Re: Mechanism to safely force repair of single md stripe w/o hurting data integrity of file system

[Date Prev][Date Next][Thread Prev][Thread Next][Date Index][Thread Index]

 



On Saturday May 17, david@xxxxxxxxxxxx wrote:
> I'm trying to figure out a mechanism to safely repair a stripe of data
> when I know a particular disk has a unrecoverable read error at a
> certain physical block (for 2.6 kernels) 
> 
> My original plan was to figure out the range of blocks in md device that
> utilizes the known bad block and force a raw read on physical device
> that covers the entire chunk and let the md driver do all of the work.  
> 
> Well, this didn't pan out. Problems include issues where if bad block
> maps to the parity block in a stripe then md won't necessarily
> read/verify parity, and in cases where you are running RAID1, then load
> balancing might result in the kernel reading the bad block from the good
> disk.
> 
> So the degree of difficulty is much higher than I expected.  I prefer
> not to patch kernels due to maintenance issues as well as desire for the
> technique to work across numerous kernels and  patch revisions, and
> frankly, the odds are I would screw it up.  An application-level program
> that can be invoked as necessary would be ideal.

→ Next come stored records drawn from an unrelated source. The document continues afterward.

//! HTTP API server
//!
//! Routes are organized into modules:
//! - routes::transactions: Dataset initialization, transaction listing
//! - routes::system: Banner, health check, JSON 404

pub mod error;
pub mod routes;

use axum::{routing::get, Router};
use std::sync::Arc;
use tokio::net::TcpListener;
use tower_http::cors::CorsLayer;
use txboard_config::Config;
use txboard_core::{DatasetLoader, StoreRef};

pub use error::ApiError;

/// Application state
#[derive(Clone)]
pub struct AppState {
    pub store: StoreRef,
    pub loader: Arc<DatasetLoader>,
    pub config: Config,
}

/// Create the application router
pub fn create_router(state: AppState) -> Router {
    use routes::system::{fallback, health_check, index};
    use routes::transactions::{api_initialize, api_transactions};

    let cors_enable = state.config.server.cors_enable;

    let router = Router::new()
        .route("/", get(index))
        .route("/api/health", get(health_check))
        .route("/api/initialize", get(api_initialize))
        .route("/api/transactions", get(api_transactions))
        .fallback(fallback)
        .with_state(state);

    if cors_enable {
        router.layer(CorsLayer::permissive())
    } else {
        router
    }
}

/// Bind the configured address and serve until the process stops
pub async fn start_server(config: Config, store: StoreRef, loader: Arc<DatasetLoader>) -> std::io::Result<()> {
    let addr = config.bind_address();
    let state = AppState { store, loader, config };

    let router = create_router(state);

    let listener = TcpListener::bind(&addr).await?;
    log::info!("Starting txboard server on http://{}", addr);
    log::info!("Available routes:");
    log::info!("  - GET /api/initialize (Re-seed from upstream dataset)");
    log::info!("  - GET /api/transactions (search, month, page, perPage)");
    log::info!("  - GET /api/health");

    axum::serve(listener, router).await?;
    log::info!("Server stopped gracefully");
    Ok(())
}

// ==================== Tests ====================

#[cfg(test)]
mod tests {
    use super::*;
    use axum::body::{to_bytes, Body};
    use axum::http::{Request, StatusCode};
    use tower::ServiceExt;
    use txboard_config::DatasetConfig;
    use txboard_core::{MemoryStore, TransactionRecord};
    use wiremock::matchers::method;
    use wiremock::{Mock, MockServer, ResponseTemplate};

    fn tx(id: i64, title: &str, price: f64, date_of_sale: &str) -> TransactionRecord {
        TransactionRecord {
            id,
            title: title.to_string(),
            price,
            description: String::new(),
            category: String::new(),
            image: String::new(),
            sold: false,
            date_of_sale: date_of_sale.to_string(),
        }
    }

    async fn app(records: Vec<TransactionRecord>, dataset_url: &str) -> (Router, StoreRef) {
        let store: StoreRef = Arc::new(MemoryStore::new());
        store.replace_all(records).await.unwrap();

        let mut config = Config::default();
        config.dataset = DatasetConfig {
            url: dataset_url.to_string(),
            ..DatasetConfig::default()
        };
        let loader = Arc::new(DatasetLoader::new(&config.dataset).unwrap());

        let state = AppState {
            store: store.clone(),
            loader,
            config,
        };
        (create_router(state), store)
    }

    async fn get_json(router: Router, uri: &str) -> (StatusCode, serde_json::Value) {
        let response = router
            .oneshot(Request::builder().uri(uri).body(Body::empty()).unwrap())
            .await
            .unwrap();
        let status = response.status();
        let bytes = to_bytes(response.into_body(), usize::MAX).await.unwrap();
        (status, serde_json::from_slice(&bytes).unwrap())
    }

    fn ids(body: &serde_json::Value) -> Vec<i64> {
        body["transactions"]
            .as_array()
            .unwrap()
            .iter()
            .map(|t| t["id"].as_i64().unwrap())
            .collect()
    }

    #[tokio::test]
    async fn test_list_month_and_search() {
        let (router, _) = app(
            vec![
                tx(1, "Chair", 109.0, "2022-03-05"),
                tx(2, "Desk", 50.0, "2022-04-01"),
            ],
            "http://127.0.0.1:1/data.json",
        )
        .await;

        let (status, body) =
            get_json(router, "/api/transactions?month=march&search=109&page=1&perPage=10").await;
        assert_eq!(status, StatusCode::OK);
        assert_eq!(body["total"], 1);
        assert_eq!(ids(&body), vec![1]);
        assert_eq!(body["transactions"][0]["dateOfSale"], "2022-03-05");
    }

    #[tokio::test]
    async fn test_list_defaults_and_paging() {
        let records = (1..=15).map(|i| tx(i, "Item", 1.0, "2022-01-01")).collect();
        let (router, _) = app(records, "http://127.0.0.1:1/data.json").await;

        let (status, body) = get_json(router.clone(), "/api/transactions").await;
        assert_eq!(status, StatusCode::OK);
        assert_eq!(body["total"], 15);
        assert_eq!(ids(&body), (1..=10).collect::<Vec<i64>>());

        let (_, body) = get_json(router, "/api/transactions?page=2&perPage=10").await;
        assert_eq!(ids(&body), (11..=15).collect::<Vec<i64>>());
    }

    #[tokio::test]
    async fn test_list_invalid_month_is_bad_request() {
        let (router, _) = app(vec![], "http://127.0.0.1:1/data.json").await;

        let (status, body) = get_json(router, "/api/transactions?month=Smarch").await;
        assert_eq!(status, StatusCode::BAD_REQUEST);
        assert_eq!(body["message"], "Failed to list transactions");
        assert!(body["error"].as_str().unwrap().contains("Smarch"));
    }

    #[tokio::test]
    async fn test_initialize_success() {
        let server = MockServer::start().await;
        Mock::given(method("GET"))
            .respond_with(ResponseTemplate::new(200).set_body_json(serde_json::json!([
                {"id": 5, "title": "Lamp", "price": 20, "description": "", "category": "home",
                 "image": "", "sold": true, "dateOfSale": "2022-06-01T00:00:00+00:00"}
            ])))
            .mount(&server)
            .await;

        let (router, store) = app(
            vec![tx(1, "Old", 1.0, "2020-01-01"), tx(2, "Older", 1.0, "2020-01-01")],
            &format!("{}/data.json", server.uri()),
        )
        .await;

        let (status, body) = get_json(router, "/api/initialize").await;
        assert_eq!(status, StatusCode::OK);
        assert_eq!(body["message"], "Database initialized successfully");
        assert_eq!(store.count().await.unwrap(), 1);
    }

    #[tokio::test]
    async fn test_initialize_upstream_failure() {
        let server = MockServer::start().await;
        Mock::given(method("GET"))
            .respond_with(ResponseTemplate::new(502))
            .mount(&server)
            .await;

        let (router, store) = app(
            vec![tx(1, "Keep", 1.0, "2020-01-01")],
            &format!("{}/data.json", server.uri()),
        )
        .await;

        let (status, body) = get_json(router, "/api/initialize").await;
        assert_eq!(status, StatusCode::INTERNAL_SERVER_ERROR);
        assert_eq!(body["message"], "Failed to initialize database");
        assert!(body["error"].as_str().unwrap().contains("502"));
        assert_eq!(store.count().await.unwrap(), 1);
    }

    #[tokio::test]
    async fn test_unknown_route_is_json_404() {
        let (router, _) = app(vec![], "http://127.0.0.1:1/data.json").await;

        let (status, body) = get_json(router, "/api/nope").await;
        assert_eq!(status, StatusCode::NOT_FOUND);
        assert!(body["error"].as_str().unwrap().contains("/api/nope"));
    }

    #[tokio::test]
    async fn test_health_check() {
        let (router, _) = app(vec![], "http://127.0.0.1:1/data.json").await;

        let response = router
            .oneshot(Request::builder().uri("/api/health").body(Body::empty()).unwrap())
            .await
            .unwrap();
        assert_eq!(response.status(), StatusCode::OK);
        let bytes = to_bytes(response.into_body(), usize::MAX).await.unwrap();
        assert_eq!(&bytes[..], b"OK");
    }
}
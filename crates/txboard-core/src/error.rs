//! Error types for txboard-core
//!
//! Every failure the core can produce is one of three kinds: the upstream
//! dataset could not be fetched, the record store failed, or the caller
//! asked for a month that does not exist.

use serde::{Deserialize, Serialize};
use thiserror::Error;

/// Error codes for programmatic error handling
#[derive(Debug, Clone, Copy, PartialEq, Eq, Serialize, Deserialize)]
#[serde(rename_all = "SCREAMING_SNAKE_CASE")]
pub enum ErrorCode {
    /// Upstream dataset unreachable or invalid
    UpstreamFetchError,
    /// Record store operation failed
    StoreError,
    /// Unrecognized month name
    InvalidMonth,
}

impl std::fmt::Display for ErrorCode {
    fn fmt(&self, f: &mut std::fmt::Formatter<'_>) -> std::fmt::Result {
        match self {
            ErrorCode::UpstreamFetchError => write!(f, "UPSTREAM_FETCH_ERROR"),
            ErrorCode::StoreError => write!(f, "STORE_ERROR"),
            ErrorCode::InvalidMonth => write!(f, "INVALID_MONTH"),
        }
    }
}

/// Detailed error information for API responses
#[derive(Debug, Clone, Serialize, Deserialize)]
pub struct ErrorDetails {
    /// Error code
    pub code: ErrorCode,
    /// Human-readable message
    pub message: String,
    /// Additional details
    #[serde(skip_serializing_if = "Option::is_none")]
    pub details: Option<serde_json::Value>,
    /// Suggestions for resolution
    #[serde(skip_serializing_if = "Vec::is_empty")]
    pub suggestions: Vec<String>,
}

impl ErrorDetails {
    /// Create a new error detail
    pub fn new(code: ErrorCode, message: String) -> Self {
        Self {
            code,
            message,
            details: None,
            suggestions: vec![],
        }
    }

    /// Add detail information
    pub fn with_detail(mut self, detail: serde_json::Value) -> Self {
        self.details = Some(detail);
        self
    }

    /// Add a suggestion
    pub fn with_suggestion(mut self, suggestion: String) -> Self {
        self.suggestions.push(suggestion);
        self
    }
}

impl std::fmt::Display for ErrorDetails {
    fn fmt(&self, f: &mut std::fmt::Formatter<'_>) -> std::fmt::Result {
        write!(f, "[{}] {}", self.code, self.message)?;
        if let Some(ref details) = self.details {
            write!(f, "\nDetails: {}", details)?;
        }
        if !self.suggestions.is_empty() {
            write!(f, "\nSuggestions:")?;
            for suggestion in &self.suggestions {
                write!(f, "\n  - {}", suggestion)?;
            }
        }
        Ok(())
    }
}

/// Error severity levels
#[derive(Debug, Clone, Copy, PartialEq, Eq, Serialize, Deserialize)]
#[serde(rename_all = "lowercase")]
pub enum ErrorSeverity {
    /// Caller error, nothing wrong with the service
    Warning,
    /// Operation failed
    Error,
}

impl std::fmt::Display for ErrorSeverity {
    fn fmt(&self, f: &mut std::fmt::Formatter<'_>) -> std::fmt::Result {
        match self {
            ErrorSeverity::Warning => write!(f, "warning"),
            ErrorSeverity::Error => write!(f, "error"),
        }
    }
}

/// Main error type for txboard-core
#[derive(Error, Debug)]
pub enum CoreError {
    #[error("Upstream fetch failed: {message}")]
    UpstreamFetch { message: String },

    #[error("Store error: {message}")]
    Store { message: String },

    #[error("Invalid month: {value}")]
    InvalidMonth { value: String },
}

impl CoreError {
    /// Get the error code
    pub fn code(&self) -> ErrorCode {
        match self {
            CoreError::UpstreamFetch { .. } => ErrorCode::UpstreamFetchError,
            CoreError::Store { .. } => ErrorCode::StoreError,
            CoreError::InvalidMonth { .. } => ErrorCode::InvalidMonth,
        }
    }

    /// Get the severity level
    pub fn severity(&self) -> ErrorSeverity {
        match self {
            CoreError::InvalidMonth { .. } => ErrorSeverity::Warning,
            _ => ErrorSeverity::Error,
        }
    }

    /// True when the caller, not the service, is at fault
    pub fn is_client_error(&self) -> bool {
        matches!(self, CoreError::InvalidMonth { .. })
    }

    /// Convert to detailed error info
    pub fn to_details(&self) -> ErrorDetails {
        let mut details = ErrorDetails::new(self.code(), self.to_string());

        match self {
            CoreError::UpstreamFetch { message } => {
                details = details.with_detail(serde_json::json!({ "upstream_message": message }));
                details = details.with_suggestion(
                    "Check that the dataset URL is reachable and returns a JSON array.".to_string()
                );
            }
            CoreError::Store { message } => {
                details = details.with_detail(serde_json::json!({ "store_message": message }));
                details = details.with_suggestion(
                    "Check the store configuration and that the database is writable.".to_string()
                );
            }
            CoreError::InvalidMonth { value } => {
                details = details.with_suggestion(format!(
                    "'{}' is not a month; use a name such as 'march' or 'mar'.", value
                ));
            }
        }

        details
    }
}

/// Result type with CoreError
pub type CoreResult<T> = Result<T, CoreError>;

impl From<rusqlite::Error> for CoreError {
    fn from(error: rusqlite::Error) -> Self {
        CoreError::Store {
            message: error.to_string(),
        }
    }
}

impl From<reqwest::Error> for CoreError {
    fn from(error: reqwest::Error) -> Self {
        CoreError::UpstreamFetch {
            message: error.to_string(),
        }
    }
}

/// Error context for reporting
#[derive(Debug, Clone, Default)]
pub struct ErrorContext {
    /// Operation being performed
    pub operation: String,
    /// Additional context data
    pub data: serde_json::Value,
}

impl ErrorContext {
    /// Create a new error context
    pub fn new(operation: &str) -> Self {
        Self {
            operation: operation.to_string(),
            data: serde_json::json!({}),
        }
    }

    /// Add context data
    pub fn with_data(mut self, key: &str, value: serde_json::Value) -> Self {
        self.data[key] = value;
        self
    }
}

/// Error logger trait
pub trait ErrorLogger {
    /// Log an error
    fn log_error(&self, error: &CoreError, context: &ErrorContext);
}

/// Default error logger using log crate
#[derive(Default)]
pub struct DefaultErrorLogger;

impl ErrorLogger for DefaultErrorLogger {
    fn log_error(&self, error: &CoreError, context: &ErrorContext) {
        match error.severity() {
            ErrorSeverity::Warning => log::warn!(
                target: "txboard::error",
                "WARNING [{}] {} - Operation: {} - Data: {}",
                error.code(),
                error,
                context.operation,
                context.data
            ),
            ErrorSeverity::Error => log::error!(
                target: "txboard::error",
                "ERROR [{}] {} - Operation: {} - Data: {}",
                error.code(),
                error.to_details(),
                context.operation,
                context.data
            ),
        }
    }
}

// ==================== Tests ====================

This shouldn't be a problem.
You write a patch, submit it for review, it gets reviewed and
eventually submitted to mainline.
Then it will work on all new kernels, and any screw ups that you make
will be caught by someone else (me possibly).

> 
> As such, anybody up to the challenge of writing the code?  I want it
> enough to paypal somebody $500 who can write it, and will gladly open
> source the solution.  

It is largely done.
If you write a number to /sys/block/mdXX/md/sync_max, then recovery
will stop when it gets there.
If you write 'check' to /sys/block/mdXX/md/sync_action, then it will
read all blocks and auto-correct any unrecoverable read errors.

You just need some way to set the start point of the resync.
Probably just create a sync_min attribute - see lightly tested patch below.

If this fits your needs, I'm sure www.compassion.com would be happy
with your $500.

To use this:

 1/ Write the end address (sectors) to sync_max
 2/ Write the start address (sectors) to sync_min
 3/ Write 'check' to sync_action
 4/ Monitor sync_completed until it reaches sync_max
 5/ Write 'idle' to sync_action

NeilBrown

Signed-off-by: Neil Brown <neilb@xxxxxxx>

### Diffstat output
 ./drivers/md/md.c           |   46 +++++++++++++++++++++++++++++++++++++++++---
 ./include/linux/raid/md_k.h |    2 +
 2 files changed, 45 insertions(+), 3 deletions(-)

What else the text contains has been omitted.